Two-Lane Blacktop has probably become a cult movie for all the wrong reasons – for its on-the-road resonances, for the macho characters, for a certain US chic. The fact is that Blacktop displays the best qualities of director Monte Hellman: a freewheeling style that allows its story of obsession to retain a certain humour, and which permits characters with little to say a great space for evocation. The story – of two fanatical car freaks driving their hotted-up ’55 Chevrolet across the States – hardly exists. Its mood is overwhelming. The two men go from race to race, gambling on the outcome to get enough money to continue their apparently pointless journey. On the way they pick up a girl (Laurie Bird) who is attracted to the Driver (James Taylor) but sleeps with the Mechanic (Dennis Wilson). They come up against a driver in a flash Pontiac (Warren Oates) and a challenge is set: the two cars will race to Washington, and the winner will take both cars. The girl moves into the Pontiac and the race becomes a frenzied competition of repressed desire.
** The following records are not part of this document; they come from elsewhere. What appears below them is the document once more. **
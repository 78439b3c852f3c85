//! The library facade: the public call surface of the circulation core.
//!
//! A [`Library`] owns the in-memory [`LibraryState`], the [`StateStore`] it
//! was loaded from, a [`Clock`] and the [`FeePolicy`]. Every successful
//! mutating call writes the full state back through the store before
//! returning. Refused calls change nothing and write nothing.

use chrono::Duration;
use rust_decimal::Decimal;

use crate::clock::{Clock, SystemClock};
use crate::config::{LibraryConfig, DEFAULT_LOAN_DAYS};
use crate::error::{CirculationError, Result};
use crate::fees::FeePolicy;
use crate::ledger::{LendOutcome, PaymentOutcome, ReturnOutcome};
use crate::storage::{
    check_integrity, Item, ItemId, JsonFileStore, LibraryState, LoadStatus, LoanRecord, Member,
    MemberId, NewItem, StateStore,
};

/// A lending library: in-memory state plus the store that keeps it durable.
pub struct Library<S: StateStore = JsonFileStore, C: Clock = SystemClock> {
    state: LibraryState,
    store: S,
    clock: C,
    fees: FeePolicy,
    default_loan_days: u32,
    load_status: LoadStatus,
}

impl Library<JsonFileStore, SystemClock> {
    /// Open the JSON-file library described by `config`, on wall-clock time.
    pub fn open_with_config(config: &LibraryConfig) -> Result<Self> {
        config.validate()?;
        Ok(
            Library::open(JsonFileStore::new(&config.data_path), SystemClock)?
                .with_fee_policy(config.fee_policy())
                .with_default_loan_days(config.default_loan_days),
        )
    }
}

impl<S: StateStore, C: Clock> Library<S, C> {
    /// Load state from `store`.
    ///
    /// Missing data yields an empty library with [`LoadStatus::Fresh`].
    /// Unusable data yields an empty library with [`LoadStatus::Recovered`].
    pub fn open(store: S, clock: C) -> Result<Self> {
        let loaded = store.load()?;
        let (state, load_status) = match (loaded.status, check_integrity(&loaded.state)) {
            (status, Ok(())) => (loaded.state, status),
            (_, Err(err)) => {
                log::warn!("Loaded state failed integrity check, starting empty: {}", err);
                (
                    LibraryState::new(),
                    LoadStatus::Recovered {
                        reason: err.to_string(),
                        quarantined: None,
                    },
                )
            }
        };

        log::info!(
            "Library opened ({:?}): {} items, {} members",
            load_status,
            state.items.len(),
            state.members.len()
        );

        Ok(Self {
            state,
            store,
            clock,
            fees: FeePolicy::default(),
            default_loan_days: DEFAULT_LOAN_DAYS,
            load_status,
        })
    }

    pub fn with_fee_policy(mut self, fees: FeePolicy) -> Self {
        self.fees = fees;
        self
    }

    /// Loan period used by [`Library::lend_default`].
    pub fn with_default_loan_days(mut self, days: u32) -> Self {
        self.default_loan_days = days;
        self
    }

    /// Whether this library started fresh, from saved data, or after discarding bad data.
    pub fn load_status(&self) -> &LoadStatus {
        &self.load_status
    }

    pub fn state(&self) -> &LibraryState {
        &self.state
    }

    pub fn store(&self) -> &S {
        &self.store
    }

    pub fn clock(&self) -> &C {
        &self.clock
    }

    pub fn fee_policy(&self) -> &FeePolicy {
        &self.fees
    }

    pub fn item(&self, id: ItemId) -> Option<&Item> {
        self.state.item(id)
    }

    pub fn member(&self, id: MemberId) -> Option<&Member> {
        self.state.member(id)
    }

    pub fn loan_record(&self, item_id: ItemId) -> Option<&LoanRecord> {
        self.state.loan_record(item_id)
    }

    pub fn items(&self) -> impl Iterator<Item = &Item> {
        self.state.items.values()
    }

    pub fn members(&self) -> impl Iterator<Item = &Member> {
        self.state.members.values()
    }

    /// Write the current state through the store.
    ///
    /// Called after every mutation; callers only need it to retry after a
    /// [`CirculationError::Persistence`].
    pub fn save(&self) -> Result<()> {
        self.store.save(&self.state).map_err(|err| {
            log::error!("Failed to persist library state: {}", err);
            if matches!(err, CirculationError::Persistence(_)) {
                err
            } else {
                CirculationError::Persistence(err.to_string())
            }
        })
    }

    // --- Entity store ---

    /// Add a catalog item and persist.
    ///
    /// # Errors
    ///
    /// `Validation` for zero copies (nothing is changed), `Persistence` if
    /// the save failed (the item was added in memory).
    pub fn add_item(&mut self, new_item: NewItem) -> Result<Item> {
        let item = self.state.add_item(new_item)?.clone();
        log::debug!("Added item {}", item);
        self.save()?;
        Ok(item)
    }

    /// Register a member and persist.
    pub fn register_member(
        &mut self,
        name: impl Into<String>,
        contact: impl Into<String>,
    ) -> Result<Member> {
        let member = self.state.register_member(name, contact).clone();
        log::debug!("Registered member {}", member);
        self.save()?;
        Ok(member)
    }

    /// Case-insensitive search over title, author and code; blank matches all.
    pub fn search_items(&self, query: &str) -> Vec<Item> {
        self.state
            .search_items(query)
            .into_iter()
            .cloned()
            .collect()
    }

    // --- Loan ledger ---

    /// Lend `item_id` to `member_id` for `loan_days` days from now.
    ///
    /// # Errors
    ///
    /// `Validation` for a zero-day loan or a due date past the representable
    /// range, `Persistence` if the save failed.
    /// Domain refusals come back as [`LendOutcome::Refused`].
    pub fn lend(
        &mut self,
        member_id: MemberId,
        item_id: ItemId,
        loan_days: u32,
    ) -> Result<LendOutcome> {
        if loan_days == 0 {
            return Err(CirculationError::Validation(
                "Loan period must be at least one day".to_string(),
            ));
        }

        let due_date = Duration::try_days(i64::from(loan_days))
            .and_then(|period| self.clock.now().checked_add_signed(period))
            .ok_or_else(|| {
                CirculationError::Validation(format!(
                    "Loan period of {} days is out of range",
                    loan_days
                ))
            })?;
        let outcome = LendOutcome::from(self.state.lend(member_id, item_id, due_date));
        match &outcome {
            LendOutcome::Lent(record) => {
                log::debug!(
                    "Member {} borrowed item {}, due {}",
                    member_id,
                    item_id,
                    record.due_date.format("%Y-%m-%d")
                );
                self.save()?;
            }
            LendOutcome::Refused(refusal) => log::warn!("Lend refused: {}", refusal),
        }
        Ok(outcome)
    }

    /// Lend for the configured default period (14 days unless configured).
    pub fn lend_default(&mut self, member_id: MemberId, item_id: ItemId) -> Result<LendOutcome> {
        self.lend(member_id, item_id, self.default_loan_days)
    }

    /// Take an item back, charging any late fee, and persist.
    ///
    /// # Errors
    ///
    /// `Validation` if the fee overflows (nothing is changed), `Persistence`
    /// if the save failed.
    pub fn return_item(&mut self, member_id: MemberId, item_id: ItemId) -> Result<ReturnOutcome> {
        let now = self.clock.now();
        let outcome = self
            .state
            .return_item(member_id, item_id, now, &self.fees)?;
        match &outcome {
            ReturnOutcome::Returned { fee } => {
                if *fee > Decimal::ZERO {
                    log::info!(
                        "Member {} returned item {} late, fee {}",
                        member_id,
                        item_id,
                        fee
                    );
                } else {
                    log::debug!("Member {} returned item {}", member_id, item_id);
                }
                self.save()?;
            }
            ReturnOutcome::Refused(refusal) => log::warn!("Return refused: {}", refusal),
        }
        Ok(outcome)
    }

    /// Items the member currently holds, in borrowing order.
    pub fn list_borrowed(&self, member_id: MemberId) -> Vec<Item> {
        self.state
            .list_borrowed(member_id)
            .into_iter()
            .cloned()
            .collect()
    }

    /// Loans whose due date has passed, in item id order.
    pub fn overdue_loans(&self) -> Vec<(ItemId, LoanRecord)> {
        self.state
            .overdue_loans(self.clock.now())
            .into_iter()
            .map(|(item_id, record)| (item_id, record.clone()))
            .collect()
    }

    // --- Fees ---

    /// Pay down a member's balance. Overpayment is clamped to what is owed.
    ///
    /// # Errors
    ///
    /// `Validation` if `amount` is not positive, `Persistence` if the save
    /// failed.
    pub fn pay_fine(&mut self, member_id: MemberId, amount: Decimal) -> Result<PaymentOutcome> {
        if amount <= Decimal::ZERO {
            return Err(CirculationError::Validation(format!(
                "Payment must be positive, got {}",
                amount
            )));
        }

        let outcome = PaymentOutcome::from(self.state.pay_fine(member_id, amount));
        match &outcome {
            PaymentOutcome::Paid(payment) => {
                log::debug!(
                    "Member {} paid {}, remaining {}",
                    member_id,
                    payment.paid,
                    payment.remaining
                );
                self.save()?;
            }
            PaymentOutcome::Refused(refusal) => log::warn!("Payment refused: {}", refusal),
        }
        Ok(outcome)
    }

    // --- Maintenance ---

    /// Verify every store invariant against the in-memory state.
    pub fn check_integrity(&self) -> Result<()> {
        check_integrity(&self.state)
    }
}
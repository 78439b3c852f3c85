//! Error types for circulation core operations.
//!
//! Domain refusals (unknown member, no copies left, ...) are not errors; they
//! are reported through the outcome types in [`crate::library`]. The variants
//! here cover bad arguments and conditions the caller has to act on, such as
//! a save that did not reach disk.

use thiserror::Error;

/// Result type alias for circulation operations.
pub type Result<T> = std::result::Result<T, CirculationError>;

/// Core error type for circulation operations.
#[derive(Debug, Error)]
pub enum CirculationError {
    /// Argument validation error
    #[error("Validation error: {0}")]
    Validation(String),

    /// State could not be written to (or read from) durable storage.
    ///
    /// When returned from a mutating call, the in-memory change has already
    /// been applied; only durability is unconfirmed.
    #[error("Persistence error: {0}")]
    Persistence(String),

    /// Store invariants do not hold
    #[error("Integrity error: {0}")]
    Integrity(String),

    /// Configuration could not be read or parsed
    #[error("Config error: {0}")]
    Config(String),
}

impl From<std::io::Error> for CirculationError {
    fn from(err: std::io::Error) -> Self {
        CirculationError::Persistence(err.to_string())
    }
}

impl From<serde_json::Error> for CirculationError {
    fn from(err: serde_json::Error) -> Self {
        CirculationError::Persistence(err.to_string())
    }
}
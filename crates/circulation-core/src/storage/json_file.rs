//! JSON file storage backend.
//!
//! The whole state lives in one pretty-printed JSON document. Saves go
//! through a temp file and a rename, so a crash mid-write leaves the previous
//! document in place.

use std::fs;
use std::io;
use std::path::{Path, PathBuf};

use crate::error::Result;
use crate::fs::{rename_with_fallback, sibling_path, unix_nanos, write_atomic};
use crate::storage::traits::{Loaded, StateStore};
use crate::storage::types::LibraryState;
use crate::storage::validation::check_integrity;

/// Stores the library state as a JSON document at a fixed path.
#[derive(Debug, Clone)]
pub struct JsonFileStore {
    path: PathBuf,
}

impl JsonFileStore {
    pub fn new(path: impl Into<PathBuf>) -> Self {
        Self { path: path.into() }
    }

    pub fn path(&self) -> &Path {
        &self.path
    }

    fn parse(contents: &str) -> std::result::Result<LibraryState, String> {
        let state: LibraryState =
            serde_json::from_str(contents).map_err(|e| format!("Invalid JSON: {}", e))?;
        check_integrity(&state).map_err(|e| e.to_string())?;
        Ok(state)
    }

    /// Move rejected data out of the way so the next save cannot destroy it.
    fn quarantine(&self) -> Option<PathBuf> {
        let target = unix_nanos()
            .and_then(|nanos| sibling_path(&self.path, &format!("corrupt-{}", nanos)))
            .ok()?;
        match rename_with_fallback(&self.path, &target) {
            Ok(()) => Some(target),
            Err(err) => {
                log::warn!(
                    "Could not move rejected data {:?} aside: {}",
                    self.path,
                    err
                );
                None
            }
        }
    }

    /// Start empty after rejecting the document, which is moved aside.
    fn recover(&self, reason: String) -> Loaded {
        let quarantined = self.quarantine();
        log::warn!(
            "Discarding library data at {:?}: {} (moved to {:?})",
            self.path,
            reason,
            quarantined
        );
        Loaded::recovered(reason, quarantined)
    }
}

impl StateStore for JsonFileStore {
    fn load(&self) -> Result<Loaded> {
        let contents = match fs::read_to_string(&self.path) {
            Ok(contents) => contents,
            Err(err)
                if matches!(
                    err.kind(),
                    io::ErrorKind::NotFound | io::ErrorKind::NotADirectory
                ) =>
            {
                log::info!("No library data at {:?}; starting empty", self.path);
                return Ok(Loaded::fresh());
            }
            // The bytes were never seen, so there is nothing to move aside.
            Err(err) => {
                let reason = format!("Read failed: {}", err);
                log::warn!("Could not read library data at {:?}: {}", self.path, err);
                return Ok(Loaded::recovered(reason, None));
            }
        };

        match Self::parse(&contents) {
            Ok(state) => {
                log::info!(
                    "Loaded library data from {:?}: {} items, {} members, {} active loans",
                    self.path,
                    state.items.len(),
                    state.members.len(),
                    state.loan_records.len()
                );
                Ok(Loaded::restored(state))
            }
            Err(reason) => Ok(self.recover(reason)),
        }
    }

    fn save(&self, state: &LibraryState) -> Result<()> {
        let json = serde_json::to_vec_pretty(state)?;
        write_atomic(&self.path, &json)
    }
}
In outline, Blacktop is a film about that great American subject – the competing of masculine wills – and its form(the cross country journey) even suggests that this may be some allegory on the State of the Nation. But Hellman’s real interests are harder to classify: time, the space between people, the place that exists between spoken intentions and our most deeply held desires. In personal terms, the film is about why ‘the road’ has become such a crucial fiction within the American dream since the James Dean generation. It is about getting nowhere fast, and about how that unique American pursuit symbolises so much. Existential in tone, Two-Lane Blacktop is a surprisingly articulate movie.

U.S.A., 1971.
Colour.
Panavision anamorphic.
101mins.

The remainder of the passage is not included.